Task directions — Beginning with the first line of the data below, set down each line exactly through the line that contains "produced by bundling.".

[Opening Records shown section]

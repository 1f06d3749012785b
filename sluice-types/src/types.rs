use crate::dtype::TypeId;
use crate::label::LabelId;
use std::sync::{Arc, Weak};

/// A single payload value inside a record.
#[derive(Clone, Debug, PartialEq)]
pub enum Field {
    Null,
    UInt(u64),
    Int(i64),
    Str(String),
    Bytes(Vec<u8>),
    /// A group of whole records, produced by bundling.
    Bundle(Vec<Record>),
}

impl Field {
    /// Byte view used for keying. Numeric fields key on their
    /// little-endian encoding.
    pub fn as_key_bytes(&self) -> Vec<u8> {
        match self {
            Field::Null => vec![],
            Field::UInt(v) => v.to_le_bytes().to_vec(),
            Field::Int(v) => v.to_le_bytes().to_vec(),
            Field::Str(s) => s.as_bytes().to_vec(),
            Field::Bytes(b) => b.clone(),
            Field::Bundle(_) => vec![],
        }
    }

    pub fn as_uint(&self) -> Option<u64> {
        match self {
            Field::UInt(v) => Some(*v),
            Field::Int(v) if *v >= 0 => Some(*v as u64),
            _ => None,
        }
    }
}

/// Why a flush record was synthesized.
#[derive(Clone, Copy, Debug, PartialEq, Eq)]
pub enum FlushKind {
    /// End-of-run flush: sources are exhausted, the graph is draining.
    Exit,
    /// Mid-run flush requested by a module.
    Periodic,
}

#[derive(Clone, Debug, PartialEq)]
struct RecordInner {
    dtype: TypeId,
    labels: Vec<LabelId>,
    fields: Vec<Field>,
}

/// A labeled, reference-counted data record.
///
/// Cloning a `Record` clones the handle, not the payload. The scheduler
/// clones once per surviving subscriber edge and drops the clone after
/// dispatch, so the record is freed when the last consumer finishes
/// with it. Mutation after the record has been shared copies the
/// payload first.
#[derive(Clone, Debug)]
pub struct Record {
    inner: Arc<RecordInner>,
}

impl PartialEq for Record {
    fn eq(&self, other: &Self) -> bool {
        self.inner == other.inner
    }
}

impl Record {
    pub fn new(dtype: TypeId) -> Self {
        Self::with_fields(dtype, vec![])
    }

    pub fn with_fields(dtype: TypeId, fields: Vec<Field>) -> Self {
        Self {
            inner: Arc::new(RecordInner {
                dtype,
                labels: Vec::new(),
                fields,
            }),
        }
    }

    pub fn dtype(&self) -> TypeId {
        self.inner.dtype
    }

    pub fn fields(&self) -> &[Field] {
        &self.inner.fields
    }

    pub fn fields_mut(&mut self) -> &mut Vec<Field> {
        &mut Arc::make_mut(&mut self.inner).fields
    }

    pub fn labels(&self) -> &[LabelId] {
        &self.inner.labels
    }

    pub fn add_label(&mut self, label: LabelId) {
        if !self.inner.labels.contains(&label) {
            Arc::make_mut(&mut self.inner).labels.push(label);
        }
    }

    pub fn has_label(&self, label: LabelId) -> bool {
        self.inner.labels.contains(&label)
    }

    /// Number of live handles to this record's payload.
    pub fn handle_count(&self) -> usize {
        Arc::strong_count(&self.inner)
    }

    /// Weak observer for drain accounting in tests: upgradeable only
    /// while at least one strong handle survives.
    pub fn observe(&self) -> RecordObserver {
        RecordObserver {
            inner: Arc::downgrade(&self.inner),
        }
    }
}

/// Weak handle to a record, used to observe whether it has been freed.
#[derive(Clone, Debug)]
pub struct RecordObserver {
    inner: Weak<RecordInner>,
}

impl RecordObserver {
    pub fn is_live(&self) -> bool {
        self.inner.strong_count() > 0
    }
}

[Closing Records shown section]

Response to this task —
repository 1f06d3749012785b
filename sluice-types/src/types.rs
use crate::dtype::TypeId;
use crate::label::LabelId;
use std::sync::{Arc, Weak};

/// A single payload value inside a record.
#[derive(Clone, Debug, PartialEq)]
pub enum Field {
    Null,
    UInt(u64),
    Int(i64),
    Str(String),
    Bytes(Vec<u8>),
    /// A group of whole records, produced by bundling.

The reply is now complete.